*** Task input

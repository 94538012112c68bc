//! SQLite-backed stores.
//!
//! All statements run on the `tokio-rusqlite` connection thread, so callers
//! never block the async runtime on disk I/O.

use crate::store::{pair_key, FaceDistanceStore, FaceStore, PredictionStore, StoreError};
use likeness_core::{Descriptors, Detection, FaceItem, Landmarks, Prediction, PredictionItem, Rect};
use rusqlite::{params, OptionalExtension};
use std::path::Path;

const SCHEMA: &str = "
create table if not exists predictions (
    id      text not null,
    network text not null,
    label   text not null,
    score   real not null,
    created timestamp default CURRENT_TIMESTAMP,
    primary key (id, network, label)
);

create table if not exists faces (
    seq         integer primary key autoincrement,
    id          text not null,
    network     text not null,
    box_min_x   integer not null,
    box_min_y   integer not null,
    box_max_x   integer not null,
    box_max_y   integer not null,
    score       real not null,
    class       real not null,
    landmarks   text not null,
    descriptors text not null,
    created     timestamp default CURRENT_TIMESTAMP
);

create index if not exists faces_by_id on faces (id);

create table if not exists face_distances (
    id1      text not null,
    id2      text not null,
    distance real not null,
    created  timestamp default CURRENT_TIMESTAMP,
    primary key (id1, id2)
);
";

const FACE_COLUMNS: &str =
    "id, network, box_min_x, box_min_y, box_max_x, box_max_y, score, class, landmarks, descriptors";

/// A `faces` row before its JSON columns are decoded.
struct FaceRow {
    identifier: String,
    network: String,
    detection: Detection,
    landmarks: String,
    descriptors: String,
}

impl FaceRow {
    fn from_row(row: &rusqlite::Row<'_>) -> rusqlite::Result<Self> {
        Ok(Self {
            identifier: row.get(0)?,
            network: row.get(1)?,
            detection: Detection {
                bbox: Rect::new(row.get(2)?, row.get(3)?, row.get(4)?, row.get(5)?),
                score: row.get(6)?,
                class: row.get(7)?,
            },
            landmarks: row.get(8)?,
            descriptors: row.get(9)?,
        })
    }

    fn decode(self) -> Result<FaceItem, StoreError> {
        Ok(FaceItem {
            identifier: self.identifier,
            network: self.network,
            detection: self.detection,
            landmarks: serde_json::from_str::<Landmarks>(&self.landmarks)?,
            descriptors: serde_json::from_str::<Descriptors>(&self.descriptors)?,
        })
    }
}

/// A face with its JSON columns encoded, ready to insert under `id`.
struct EncodedFace {
    id: String,
    network: String,
    detection: Detection,
    landmarks: String,
    descriptors: String,
}

impl EncodedFace {
    fn new(id: &str, item: &FaceItem) -> Result<Self, StoreError> {
        Ok(Self {
            id: id.to_owned(),
            network: item.network.clone(),
            detection: item.detection.clone(),
            landmarks: serde_json::to_string(&item.landmarks)?,
            descriptors: serde_json::to_string(&item.descriptors)?,
        })
    }

    fn insert(&self, conn: &rusqlite::Connection) -> rusqlite::Result<()> {
        let det = &self.detection;
        conn.execute(
            "insert into faces (
                 id, network, box_min_x, box_min_y, box_max_x, box_max_y,
                 score, class, landmarks, descriptors
             ) values (?1, ?2, ?3, ?4, ?5, ?6, ?7, ?8, ?9, ?10)",
            params![
                self.id,
                self.network,
                det.bbox.min_x,
                det.bbox.min_y,
                det.bbox.max_x,
                det.bbox.max_y,
                det.score,
                det.class,
                self.landmarks,
                self.descriptors,
            ],
        )?;
        Ok(())
    }
}

/// Prediction, face and face-distance store on a single SQLite database.
#[derive(Clone)]
pub struct SqliteStore {
    conn: tokio_rusqlite::Connection,
}

impl SqliteStore {
    /// Open (creating if needed) the database at `path`.
    pub async fn open(path: impl AsRef<Path>) -> Result<Self, StoreError> {
        let path = path.as_ref().to_path_buf();
        let conn = tokio_rusqlite::Connection::open(&path).await?;
        tracing::info!(path = %path.display(), "opened sqlite store");
        Self::init(conn).await
    }

    pub async fn open_in_memory() -> Result<Self, StoreError> {
        let conn = tokio_rusqlite::Connection::open_in_memory().await?;
        Self::init(conn).await
    }

    async fn init(conn: tokio_rusqlite::Connection) -> Result<Self, StoreError> {
        conn.call(|conn| {
            conn.execute_batch(SCHEMA)?;
            Ok(())
        })
        .await?;
        Ok(Self { conn })
    }
}

impl PredictionStore for SqliteStore {
    async fn get_prediction(&self, id: &str) -> Result<Option<PredictionItem>, StoreError> {
        let id = id.to_owned();
        let lookup = id.clone();
        let predictions = self
            .conn
            .call(move |conn| {
                let mut stmt = conn.prepare(
                    "select network, label, score
                     from predictions
                     where id = ?1
                     order by score desc",
                )?;
                let rows = stmt.query_map([&lookup], |row| {
                    Ok(Prediction {
                        network: row.get(0)?,
                        label: row.get(1)?,
                        score: row.get(2)?,
                    })
                })?;
                let predictions = rows.collect::<Result<Vec<_>, _>>()?;
                Ok(predictions)
            })
            .await?;

        if predictions.is_empty() {
            return Ok(None);
        }

        Ok(Some(PredictionItem { identifier: id, predictions }))
    }

    async fn store_prediction(&self, id: &str, item: &PredictionItem) -> Result<(), StoreError> {
        let id = id.to_owned();
        let predictions = item.predictions.clone();
        let count = predictions.len();

        self.conn
            .call(move |conn| {
                let tx = conn.transaction()?;
                {
                    let mut stmt = tx.prepare(
                        "insert into predictions (id, network, label, score)
                         values (?1, ?2, ?3, ?4)",
                    )?;
                    for p in &predictions {
                        stmt.execute(params![id, p.network, p.label, p.score])?;
                    }
                }
                tx.commit()?;
                Ok(())
            })
            .await?;

        tracing::debug!(count, "stored predictions");
        Ok(())
    }

    async fn search_prediction(
        &self,
        query: &str,
        after: Option<&str>,
        n: usize,
    ) -> Result<Vec<PredictionItem>, StoreError> {
        if n == 0 {
            return Ok(Vec::new());
        }

        let query = query.to_owned();
        let after = after.filter(|a| !a.is_empty()).map(str::to_owned);
        let limit = i64::try_from(n).unwrap_or(i64::MAX);

        let rows = self
            .conn
            .call(move |conn| {
                let mut stmt = conn.prepare(
                    "select id, network, label, score
                     from predictions
                     where id in (
                         select distinct id from predictions
                         where (?1 = '' or instr(label, ?1) > 0)
                           and (?2 is null or id > ?2)
                         order by id
                         limit ?3
                     )
                     order by id asc, score desc",
                )?;
                let rows = stmt.query_map(params![query, after, limit], |row| {
                    Ok((
                        row.get::<_, String>(0)?,
                        Prediction {
                            network: row.get(1)?,
                            label: row.get(2)?,
                            score: row.get(3)?,
                        },
                    ))
                })?;
                let rows = rows.collect::<Result<Vec<_>, _>>()?;
                Ok(rows)
            })
            .await?;

        let mut items: Vec<PredictionItem> = Vec::new();
        for (id, prediction) in rows {
            match items.last_mut() {
                Some(item) if item.identifier == id => item.predictions.push(prediction),
                _ => items.push(PredictionItem {
                    identifier: id,
                    predictions: vec![prediction],
                }),
            }
        }

        Ok(items)
    }
}

impl FaceStore for SqliteStore {
    async fn store_face(&self, item: &FaceItem) -> Result<(), StoreError> {
        let face = EncodedFace::new(&item.identifier, item)?;
        self.conn
            .call(move |conn| {
                face.insert(conn)?;
                Ok(())
            })
            .await?;
        Ok(())
    }

    async fn store_faces(&self, id: &str, items: &[FaceItem]) -> Result<(), StoreError> {
        let id = id.to_owned();
        let faces = items
            .iter()
            .map(|item| EncodedFace::new(&id, item))
            .collect::<Result<Vec<_>, _>>()?;
        let count = faces.len();

        self.conn
            .call(move |conn| {
                let tx = conn.transaction()?;
                tx.execute("delete from faces where id = ?1", [&id])?;
                for face in &faces {
                    face.insert(&tx)?;
                }
                tx.commit()?;
                Ok(())
            })
            .await?;

        tracing::debug!(count, "stored faces");
        Ok(())
    }

    async fn get_faces(&self, id: &str) -> Result<Vec<FaceItem>, StoreError> {
        let id = id.to_owned();
        let rows = self
            .conn
            .call(move |conn| {
                let mut stmt =
                    conn.prepare(&format!("select {FACE_COLUMNS} from faces where id = ?1 order by seq"))?;
                let rows = stmt.query_map([&id], FaceRow::from_row)?;
                let rows = rows.collect::<Result<Vec<_>, _>>()?;
                Ok(rows)
            })
            .await?;

        rows.into_iter().map(FaceRow::decode).collect()
    }

    async fn get_all_faces(&self) -> Result<Vec<FaceItem>, StoreError> {
        let rows = self
            .conn
            .call(|conn| {
                let mut stmt = conn.prepare(&format!("select {FACE_COLUMNS} from faces order by seq"))?;
                let rows = stmt.query_map([], FaceRow::from_row)?;
                let rows = rows.collect::<Result<Vec<_>, _>>()?;
                Ok(rows)
            })
            .await?;

        rows.into_iter().map(FaceRow::decode).collect()
    }
}

impl FaceDistanceStore for SqliteStore {
    async fn store_face_distance(&self, a: &FaceItem, b: &FaceItem, distance: f32) -> Result<(), StoreError> {
        let (id1, id2) = pair_key(&a.identifier, &b.identifier);
        let (id1, id2) = (id1.to_owned(), id2.to_owned());

        self.conn
            .call(move |conn| {
                conn.execute(
                    "insert into face_distances (id1, id2, distance)
                     values (?1, ?2, ?3)
                     on conflict (id1, id2) do update set distance = excluded.distance",
                    params![id1, id2, distance],
                )?;
                Ok(())
            })
            .await?;
        Ok(())
    }

    async fn get_face_distance(&self, a: &FaceItem, b: &FaceItem) -> Result<Option<f32>, StoreError> {
        let (id1, id2) = pair_key(&a.identifier, &b.identifier);
        let (id1, id2) = (id1.to_owned(), id2.to_owned());

        let distance = self
            .conn
            .call(move |conn| {
                let distance = conn
                    .query_row(
                        "select distance from face_distances where id1 = ?1 and id2 = ?2",
                        params![id1, id2],
                        |row| row.get::<_, f32>(0),
                    )
                    .optional()?;
                Ok(distance)
            })
            .await?;
        Ok(distance)
    }
}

******

> _Work to complete_
Each line of the data that holds the word "default" should be copied.

> _Solution for this problem_
    created timestamp default CURRENT_TIMESTAMP,
    created     timestamp default CURRENT_TIMESTAMP
    created  timestamp default CURRENT_TIMESTAMP,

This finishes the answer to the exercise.